長尾行造氏(以下、長尾):リーダー電子株式会社代表取締役社長の長尾です。本日はお忙しい中、決算説明会にご参加いただきまして、誠にありがとうございます。

リーダー電子はなかなか馴染みのない会社かと思います。今回、初めてご参加される方もいますので、会社概要について簡単にご説明します。その後、決算および今期の見通しについてご説明します。

リーダー電子は、1954年に創業し、今年でちょうど70年を迎えました。昔みなさまも理科の実験などで使ったことがあるかと思いますが、オシロスコープという電気の流れを測定する計測器が原点となっています。

当時、城南地区に多く位置していた家電メーカーに、製造ラインの検査機器として納めたことからスタートしています。その後、紆余曲折があり、今の主なビジネスは放送局向けのビジネスとなっています。

本社所在地は、神奈川県横浜市の綱島です。東急東横線沿線にあり、最近では新横浜まで延びた東急新横浜線も通り、再開発が進められているエリアで長年事業を行っています。

従業員数は、本社の正社員が約80名、グループ会社も含めると約130名の体制となっています。

当社経営理念・ビジョン

創業以来70年間、首尾一貫して、計測をベースに取り組んできています。計測を通じ、社会に貢献していくことを我々の理念・ビジョンとして掲げています。

波形モニターの役割

我々のメインのお客さまは放送局です。例えば、野球の中継を想像していただくと、スライドのイラストのとおり、スタジアムにはカメラが10台から20台、東京ドーム規模では100台ものカメラがあります。

カメラは1台1台、個体差が非常に大きいため、そのまま使ってしまうと、番組の最中にカメラが1カメから2カメに切り替わった時に、芝生の緑の色、明るさ、白味などが変わり、チカチカして非常に見づらい映像になってしまいます。

それを厳密に調整するために必要なのが、弊社の今の主力商品である波形モニターです。

波形モニターの役割

波形モニターとは、スライドに掲載したような商品です。ビデオエンジニアでなければ、何が表示されているのかなかなかわからないかと思います。

モニターに表示された波形を見ながら、今どのような絵が出ているのかを理解して、明るさ、暗さ、赤・青などの色味を、調整しながら使っていきます。

導入事例 スポーツ施設

波形モニターは、動画コンテンツなどの制作現場や、動画を配信する時の最終チェックに使われることが多いです。

特に最近では、ライブコンテンツは非常に利益が出るため人気があり、我々の波形モニターも、競馬場やメジャーリーグのスタジアムといった施設で活用されています。最近では、アメリカのアメリカンフットボールのスタジアムなどでも、多数使われています。

販売拠点

波形モニターには世界中で需要がありますので、我々もそれに合わせてグローバルをカバーできるように拠点を構えています。

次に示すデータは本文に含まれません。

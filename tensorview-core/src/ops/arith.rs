use super::{is_integral, operand_path, Path};
use crate::{
    funcs::{
        float_assign_func, float_binary_func, float_binary_func_out, int_assign_func,
        int_binary_func, int_binary_func_out, string_assign_func, string_binary_func,
        string_binary_func_out,
    },
    tensor::{AnyValues, Values},
    DType, Result, Tensor,
};

struct ArithOp {
    float: fn(f64, f64) -> f64,
    int: fn(i64, i64) -> i64,
    string: Option<fn(&str, &str) -> String>,
}

const ADD: ArithOp = ArithOp {
    float: |x, y| x + y,
    int: i64::wrapping_add,
    string: Some(|x, y| format!("{x}{y}")),
};

const SUB: ArithOp = ArithOp {
    float: |x, y| x - y,
    int: i64::wrapping_sub,
    string: None,
};

const MUL: ArithOp = ArithOp {
    float: |x, y| x * y,
    int: i64::wrapping_mul,
    string: None,
};

// Integer division and remainder by zero give 0.
const DIV: ArithOp = ArithOp {
    float: |x, y| x / y,
    int: |x, y| x.checked_div(y).unwrap_or(0),
    string: None,
};

const REM: ArithOp = ArithOp {
    float: |x, y| x % y,
    int: |x, y| x.checked_rem(y).unwrap_or(0),
    string: None,
};

impl ArithOp {
    /// Strings (when supported) produce strings, two integral operands
    /// produce `i64`, anything else `f64`.
    fn apply(&self, a: &dyn Tensor, b: &dyn Tensor) -> Result<AnyValues> {
        Ok(match (operand_path(a, b), self.string) {
            (Path::String, Some(s)) => string_binary_func(s, a, b)?.into(),
            (Path::Int, _) => int_binary_func(self.int, a, b)?.into(),
            _ => float_binary_func(self.float, a, b)?.into(),
        })
    }

    fn apply_out<T: DType>(&self, a: &dyn Tensor, b: &dyn Tensor, out: &mut Values<T>) -> Result<()> {
        match (operand_path(a, b), self.string) {
            (Path::String, Some(s)) => string_binary_func_out(s, a, b, out),
            (Path::Int, _) if is_integral(T::KIND) => int_binary_func_out(self.int, a, b, out),
            _ => float_binary_func_out(self.float, a, b, out),
        }
    }

    fn apply_assign<T: DType>(&self, a: &mut Values<T>, b: &dyn Tensor) -> Result<()> {
        let bk = b.kind();
        match self.string {
            Some(s) if T::KIND.is_string() && bk.is_string() => string_assign_func(s, a, b),
            _ if is_integral(T::KIND) && is_integral(bk) => int_assign_func(self.int, a, b),
            _ => float_assign_func(self.float, a, b),
        }
    }
}

macro_rules! arith_ops {
    ($($(#[$doc:meta])* $op:ident => $name:ident, $out:ident, $assign:ident;)*) => {
        $(
            $(#[$doc])*
            pub fn $name(a: &dyn Tensor, b: &dyn Tensor) -> Result<AnyValues> {
                $op.apply(a, b)
            }

            #[doc = concat!("[`", stringify!($name), "`] into `out`, converted to its element type.")]
            pub fn $out<T: DType>(a: &dyn Tensor, b: &dyn Tensor, out: &mut Values<T>) -> Result<()> {
                $op.apply_out(a, b, out)
            }

            #[doc = concat!("[`", stringify!($name), "`] in place. Only `b` may broadcast.")]
            pub fn $assign<T: DType>(a: &mut Values<T>, b: &dyn Tensor) -> Result<()> {
                $op.apply_assign(a, b)
            }
        )*
    };
}

arith_ops! {
    /// `a + b`. Two string operands are concatenated.
    ADD => add, add_out, add_assign;
    /// `a - b`.
    SUB => sub, sub_out, sub_assign;
    /// `a * b`.
    MUL => mul, mul_out, mul_assign;
    /// `a / b`.
    DIV => div, div_out, div_assign;
    /// `a % b`.
    REM => rem, rem_out, rem_assign;
}
impl<T: Tensor> Sliced<T> {
    /// Transparent view: every dimension is [`DimIndexes::Identity`].
    pub fn new(tensor: T) -> Self {
        let indexes = vec![DimIndexes::Identity; tensor.num_dims()];
        Self { tensor, indexes }
    }

    /// View with the given per-dimension indexes, padded with identity or
    /// truncated to the number of source dimensions.
    ///
    /// Out-of-range positions are dropped, and a list left with no valid
    /// positions reverts to identity.
    pub fn with_indexes<I, D>(tensor: T, indexes: I) -> Self
    where
        I: IntoIterator<Item = D>,
        D: Into<DimIndexes>,
    {
        let nd = tensor.num_dims();
        let mut indexes: Vec<DimIndexes> = indexes.into_iter().map(Into::into).take(nd).collect();
        indexes.resize(nd, DimIndexes::Identity);
        let mut sl = Self { tensor, indexes };
        for d in 0..nd {
            sl.validate_dim(d, true);
        }
        sl
    }

    /// View selecting the given range in each leading dimension. Dimensions
    /// past the end of `ranges` are identity.
    pub fn from_ranges(tensor: T, ranges: &[Slice]) -> Self {
        let indexes: Vec<DimIndexes> = ranges
            .iter()
            .take(tensor.num_dims())
            .enumerate()
            .map(|(d, r)| {
                if r.is_full() {
                    DimIndexes::Identity
                } else {
                    DimIndexes::Explicit(r.indexes(tensor.dim_size(d)))
                }
            })
            .collect();
        Self::with_indexes(tensor, indexes)
    }

    pub fn tensor(&self) -> &T {
        &self.tensor
    }

    /// Mutable access to the source. Call [`Sliced::valid_indexes`] after
    /// any change to its shape.
    pub fn tensor_mut(&mut self) -> &mut T {
        &mut self.tensor
    }

    pub fn into_inner(self) -> T {
        self.tensor
    }

    pub fn indexes(&self) -> &[DimIndexes] {
        &self.indexes
    }

    pub fn dim_indexes(&self, dim: usize) -> &DimIndexes {
        &self.indexes[dim]
    }

    /// Replace the indexes of one dimension, with the same validation as
    /// [`Sliced::with_indexes`].
    pub fn set_dim_indexes(&mut self, dim: usize, ix: impl Into<DimIndexes>) {
        self.indexes[dim] = ix.into();
        self.validate_dim(dim, true);
    }

    /// Copy the indexes of another view, then validate them against our source.
    pub fn copy_indexes<U>(&mut self, other: &Sliced<U>) {
        self.indexes = other.indexes.clone();
        self.valid_indexes();
    }

    /// True when every dimension passes straight through.
    pub fn is_sequential(&self) -> bool {
        self.indexes.iter().all(DimIndexes::is_identity)
    }

    /// Reset every dimension to identity.
    pub fn sequential(&mut self) {
        self.indexes = vec![DimIndexes::Identity; self.tensor.num_dims()];
    }

    /// Re-check the indexes against the current source shape.
    ///
    /// Out-of-range positions are dropped; a list emptied by that reverts to
    /// identity. A list that was already empty, as left by [`Sliced::filter`],
    /// stays an empty dimension.
    pub fn valid_indexes(&mut self) {
        let nd = self.tensor.num_dims();
        self.indexes.resize(nd, DimIndexes::Identity);
        for d in 0..nd {
            self.validate_dim(d, false);
        }
    }

    fn validate_dim(&mut self, dim: usize, revert_empty: bool) {
        let size = self.tensor.dim_size(dim);
        let DimIndexes::Explicit(ix) = &mut self.indexes[dim] else {
            return;
        };
        let before = ix.len();
        ix.retain(|&i| i < size);
        if ix.len() < before {
            log::warn!(
                "sliced view: dropped {} out-of-range indexes in dimension {dim} (size {size})",
                before - ix.len()
            );
        }
        if ix.is_empty() && (revert_empty || before > 0) {
            log::warn!("sliced view: no valid indexes in dimension {dim}, using the full dimension");
            self.indexes[dim] = DimIndexes::Identity;
        }
    }

    /// Materialize the identity list of `dim` so it can be reordered.
    pub fn indexes_needed(&mut self, dim: usize) -> &mut Vec<usize> {
        let size = self.tensor.dim_size(dim);
        materialize(&mut self.indexes[dim], size)
    }

    /// Source position of view position `idx` in `dim`.
    pub fn source_index(&self, dim: usize, idx: usize) -> usize {
        match self.indexes.get(dim) {
            Some(DimIndexes::Explicit(ix)) => ix[idx],
            _ => idx,
        }
    }

    /// Source coordinates of view coordinates.
    pub fn source_indexes(&self, coords: &[usize]) -> Vec<usize> {
        coords
            .iter()
            .enumerate()
            .map(|(d, &c)| self.source_index(d, c))
            .collect()
    }

    /// Source coordinates of a flat index into the view's own shape.
    pub fn source_indexes_from_1d(&self, i: usize) -> Vec<usize> {
        let coords = Shape::new(&self.shape_sizes()).index_from_1d(i);
        self.source_indexes(&coords)
    }

    /// Shuffle the order of `dim`, starting from source order when it is
    /// still identity.
    pub fn permute<R: Rng + ?Sized>(&mut self, dim: usize, rng: &mut R) {
        if self.tensor.dim_size(dim) == 0 {
            return;
        }
        self.indexes_needed(dim).shuffle(rng);
    }

    /// Sort `dim` with a comparator that receives the source, the dimension
    /// and two source positions.
    pub fn sort_func<F>(&mut self, dim: usize, mut cmp: F)
    where
        F: FnMut(&T, usize, usize, usize) -> Ordering,
    {
        let tensor = &self.tensor;
        let ix = materialize(&mut self.indexes[dim], tensor.dim_size(dim));
        ix.sort_unstable_by(|&a, &b| cmp(tensor, dim, a, b));
    }

    /// Stable form of [`Sliced::sort_func`]. The comparator must return
    /// [`Ordering::Equal`] for equal elements for order to be preserved.
    pub fn sort_stable_func<F>(&mut self, dim: usize, mut cmp: F)
    where
        F: FnMut(&T, usize, usize, usize) -> Ordering,
    {
        let tensor = &self.tensor;
        let ix = materialize(&mut self.indexes[dim], tensor.dim_size(dim));
        ix.sort_by(|&a, &b| cmp(tensor, dim, a, b));
    }

    /// Restore source order in `dim`, keeping any filtering.
    pub fn sort_indexes(&mut self, dim: usize) {
        if let DimIndexes::Explicit(ix) = &mut self.indexes[dim] {
            ix.sort_unstable();
        }
    }

    /// Sort `dim` by the source values along it, taking position 0 in every
    /// other dimension. Strings sort alphabetically, everything else
    /// numerically.
    pub fn sort(&mut self, dim: usize, ascending: bool) {
        if self.tensor.is_empty() {
            return;
        }
        if self.tensor.is_string() {
            self.sort_func(dim, |tsr, dim, a, b| {
                compare_ascending(string_key(tsr, dim, a), string_key(tsr, dim, b), ascending)
            });
        } else {
            self.sort_func(dim, |tsr, dim, a, b| {
                compare_ascending(float_key(tsr, dim, a), float_key(tsr, dim, b), ascending)
            });
        }
    }

    /// Stable form of [`Sliced::sort`].
    pub fn sort_stable(&mut self, dim: usize, ascending: bool) {
        if self.tensor.is_empty() {
            return;
        }
        if self.tensor.is_string() {
            self.sort_stable_func(dim, |tsr, dim, a, b| {
                compare_ascending(string_key(tsr, dim, a), string_key(tsr, dim, b), ascending)
            });
        } else {
            self.sort_stable_func(dim, |tsr, dim, a, b| {
                compare_ascending(float_key(tsr, dim, a), float_key(tsr, dim, b), ascending)
            });
        }
    }

    /// Keep only the positions of `dim` for which `keep(source, dim,
    /// source_position)` holds. Removing everything leaves an empty dimension.
    pub fn filter<F>(&mut self, dim: usize, mut keep: F)
    where
        F: FnMut(&T, usize, usize) -> bool,
    {
        let tensor = &self.tensor;
        let ix = materialize(&mut self.indexes[dim], tensor.dim_size(dim));
        ix.retain(|&i| keep(tensor, dim, i));
    }

    /// Filter `dim` by comparing its string values (same key as
    /// [`Sliced::sort`]) against `needle`.
    pub fn filter_string(&mut self, dim: usize, needle: &str, opts: FilterOptions) {
        if self.tensor.is_empty() {
            return;
        }
        let lower = needle.to_lowercase();
        self.filter(dim, |tsr, dim, i| {
            let val = string_key(tsr, dim, i);
            let has = match (opts.contains, opts.ignore_case) {
                (true, true) => val.to_lowercase().contains(&lower),
                (true, false) => val.contains(needle),
                (false, true) => val.to_lowercase() == lower,
                (false, false) => val == needle,
            };
            has != opts.exclude
        });
    }

    /// Swap two view positions of `dim`. Identity dimensions are left as is.
    pub fn swap(&mut self, dim: usize, i: usize, j: usize) {
        if let DimIndexes::Explicit(ix) = &mut self.indexes[dim] {
            ix.swap(i, j);
        }
    }
}

fn materialize(ix: &mut DimIndexes, size: usize) -> &mut Vec<usize> {
    if ix.is_identity() {
        *ix = DimIndexes::Explicit((0..size).collect());
    }
    match ix {
        DimIndexes::Explicit(ix) => ix,
        DimIndexes::Identity => unreachable!("identity was just materialized"),
    }
}

fn key_coords<T: Tensor + ?Sized>(tsr: &T, dim: usize, i: usize) -> Vec<usize> {
    let mut coords = vec![0; tsr.num_dims()];
    coords[dim] = i;
    coords
}

fn float_key<T: Tensor + ?Sized>(tsr: &T, dim: usize, i: usize) -> f64 {
    tsr.float(&key_coords(tsr, dim, i))
}

fn string_key<T: Tensor + ?Sized>(tsr: &T, dim: usize, i: usize) -> String {
    tsr.string_value(&key_coords(tsr, dim, i))
}

impl<T: Tensor> Tensor for Sliced<T> {
    fn kind(&self) -> Kind {
        self.tensor.kind()
    }

    fn shape_sizes(&self) -> Vec<usize> {
        let mut sizes = self.tensor.shape_sizes();
        for (size, ix) in sizes.iter_mut().zip(&self.indexes) {
            if let DimIndexes::Explicit(ix) = ix {
                *size = ix.len();
            }
        }
        sizes
    }

    fn num_dims(&self) -> usize {
        self.tensor.num_dims()
    }

    fn dim_size(&self, dim: usize) -> usize {
        match self.indexes.get(dim) {
            Some(DimIndexes::Explicit(ix)) => ix.len(),
            _ => self.tensor.dim_size(dim),
        }
    }

    fn float(&self, coords: &[usize]) -> f64 {
        self.tensor.float(&self.source_indexes(coords))
    }

    // The 1D accessors must recover full coordinates first, which costs more
    // than direct n-dimensional access.
    fn float_1d(&self, i: usize) -> f64 {
        if self.is_sequential() {
            return self.tensor.float_1d(i);
        }
        self.tensor.float(&self.source_indexes_from_1d(i))
    }

    fn string_value(&self, coords: &[usize]) -> String {
        self.tensor.string_value(&self.source_indexes(coords))
    }

    fn string_1d(&self, i: usize) -> String {
        if self.is_sequential() {
            return self.tensor.string_1d(i);
        }
        self.tensor.string_value(&self.source_indexes_from_1d(i))
    }

    fn int(&self, coords: &[usize]) -> i64 {
        self.tensor.int(&self.source_indexes(coords))
    }

    fn int_1d(&self, i: usize) -> i64 {
        if self.is_sequential() {
            return self.tensor.int_1d(i);
        }
        self.tensor.int(&self.source_indexes_from_1d(i))
    }

    /// Indexed views are not contiguous, so sub-spaces are not supported.
    /// Materialize with [`Tensor::as_values`] first.
    fn sub_space(&self, _offs: &[usize]) -> Option<AnyValues> {
        None
    }

    fn row_tensor(&self, _row: usize) -> Option<AnyValues> {
        None
    }
}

本社は横浜にありますが、アメリカのニュージャージー、イギリスのロンドン、中国の北京、韓国のソウルに現地法人を構えています。そのほかにブランチがあり、全世界のマーケットをカバーしています。

競合状況と当社グローバルシェア

競合状況についてです。波形モニターを世界で作っている会社は、全部で2グループに集約されています。

10年くらい前までは、まだ4社から5社あったのですが、今は2社に集約されています。その一番のきっかけになったのは、弊社が2019年にイギリスのPHABRIX社を買収したことです。PHABRIX社のシェアは、スライドの円グラフに青色で示しています。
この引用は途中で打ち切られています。